**Task directions**
Repeat word for word every line of the data below, from the first through the line containing "pub fn make_unavailable(&self, id: impl", and stop there.

--- The data Enclosed Below ---

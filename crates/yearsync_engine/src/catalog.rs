//! Remote podcast catalog lookups.

use crate::error::{SyncError, SyncResult};
use crate::model::{Episode, Podcast, PodcastStub};
use parking_lot::RwLock;
use std::collections::HashMap;
use std::sync::atomic::{AtomicU64, Ordering};

/// Remote lookups used to fill in entities referenced by history.
pub trait RemoteCatalog: Send + Sync {
    /// Fetches the podcast and episode referenced by a history change.
    fn fetch_stub(&self, episode_id: &str, podcast_id: &str) -> SyncResult<PodcastStub>;

    /// Fetches the full episode listing of a podcast.
    fn fetch_episodes(&self, podcast_id: &str) -> SyncResult<Vec<Episode>>;
}

/// An in-memory catalog for testing.
#[derive(Default)]
pub struct MemoryCatalog {
    podcasts: RwLock<HashMap<String, Podcast>>,
    episodes: RwLock<HashMap<String, Vec<Episode>>>,
    unavailable: RwLock<Vec<String>>,
    failing_listings: RwLock<Vec<String>>,
    stub_fetches: AtomicU64,
    listing_fetches: AtomicU64,
}

impl MemoryCatalog {
    /// Creates an empty catalog.
    pub fn new() -> Self {
        Self::default()
    }

    /// Publishes a podcast with its episodes.
    pub fn publish(&self, podcast: Podcast, episodes: Vec<Episode>) {
        self.episodes.write().insert(podcast.id.clone(), episodes);
        self.podcasts.write().insert(podcast.id.clone(), podcast);
    }

    /// Makes every lookup touching `id` (episode or podcast) fail.
    pub fn make_unavailable(&self, id: impl Into<String>) {
        self.unavailable.write().push(id.into());
    }

    /// Makes only listing lookups for `podcast_id` fail.
    pub fn fail_listing(&self, podcast_id: impl Into<String>) {
        self.failing_listings.write().push(podcast_id.into());
    }

    /// Number of stub lookups served or attempted.
    pub fn stub_fetches(&self) -> u64 {
        self.stub_fetches.load(Ordering::SeqCst)
    }

    /// Number of listing lookups served or attempted.
    pub fn listing_fetches(&self) -> u64 {
        self.listing_fetches.load(Ordering::SeqCst)
    }

    fn check_available(&self, id: &str) -> SyncResult<()> {
        if self.unavailable.read().iter().any(|u| u == id) {
            return Err(SyncError::lookup(id, "catalog unavailable"));
        }
        Ok(())
    }
}

impl RemoteCatalog for MemoryCatalog {
    fn fetch_stub(&self, episode_id: &str, podcast_id: &str) -> SyncResult<PodcastStub> {
        self.stub_fetches.fetch_add(1, Ordering::SeqCst);
        self.check_available(episode_id)?;
        self.check_available(podcast_id)?;

        let podcast = self
            .podcasts
            .read()
            .get(podcast_id)
            .cloned()
            .ok_or_else(|| SyncError::lookup(podcast_id, "podcast not found"))?;

        let episode = self
            .episodes
            .read()
            .get(podcast_id)
            .and_then(|episodes| episodes.iter().find(|e| e.id == episode_id).cloned())
            .ok_or_else(|| SyncError::lookup(episode_id, "episode not found"))?;

        Ok(PodcastStub { podcast, episode })
    }

    fn fetch_episodes(&self, podcast_id: &str) -> SyncResult<Vec<Episode>> {
        self.listing_fetches.fetch_add(1, Ordering::SeqCst);
        self.check_available(podcast_id)?;
        if self.failing_listings.read().iter().any(|p| p == podcast_id) {
            return Err(SyncError::lookup(podcast_id, "listing request failed"));
        }

        self.episodes
            .read()
            .get(podcast_id)
            .cloned()
            .ok_or_else(|| SyncError::lookup(podcast_id, "podcast not found"))
    }
}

--- End of Enclosed The data ---

**Your solution**
filename crates/yearsync_engine/src/catalog.rs
//! Remote podcast catalog lookups.

use crate::error::{SyncError, SyncResult};
use crate::model::{Episode, Podcast, PodcastStub};
use parking_lot::RwLock;
use std::collections::HashMap;
use std::sync::atomic::{AtomicU64, Ordering};

/// Remote lookups used to fill in entities referenced by history.
pub trait RemoteCatalog: Send + Sync {
    /// Fetches the podcast and episode referenced by a history change.
    fn fetch_stub(&self, episode_id: &str, podcast_id: &str) -> SyncResult<PodcastStub>;

    /// Fetches the full episode listing of a podcast.
    fn fetch_episodes(&self, podcast_id: &str) -> SyncResult<Vec<Episode>>;
}

/// An in-memory catalog for testing.
#[derive(Default)]
pub struct MemoryCatalog {
    podcasts: RwLock<HashMap<String, Podcast>>,
    episodes: RwLock<HashMap<String, Vec<Episode>>>,
    unavailable: RwLock<Vec<String>>,
    failing_listings: RwLock<Vec<String>>,
    stub_fetches: AtomicU64,
    listing_fetches: AtomicU64,
}

impl MemoryCatalog {
    /// Creates an empty catalog.
    pub fn new() -> Self {
        Self::default()
    }

    /// Publishes a podcast with its episodes.
    pub fn publish(&self, podcast: Podcast, episodes: Vec<Episode>) {
        self.episodes.write().insert(podcast.id.clone(), episodes);
        self.podcasts.write().insert(podcast.id.clone(), podcast);
    }

    /// Makes every lookup touching `id` (episode or podcast) fail.
    pub fn make_unavailable(&self, id: impl Into<String>) {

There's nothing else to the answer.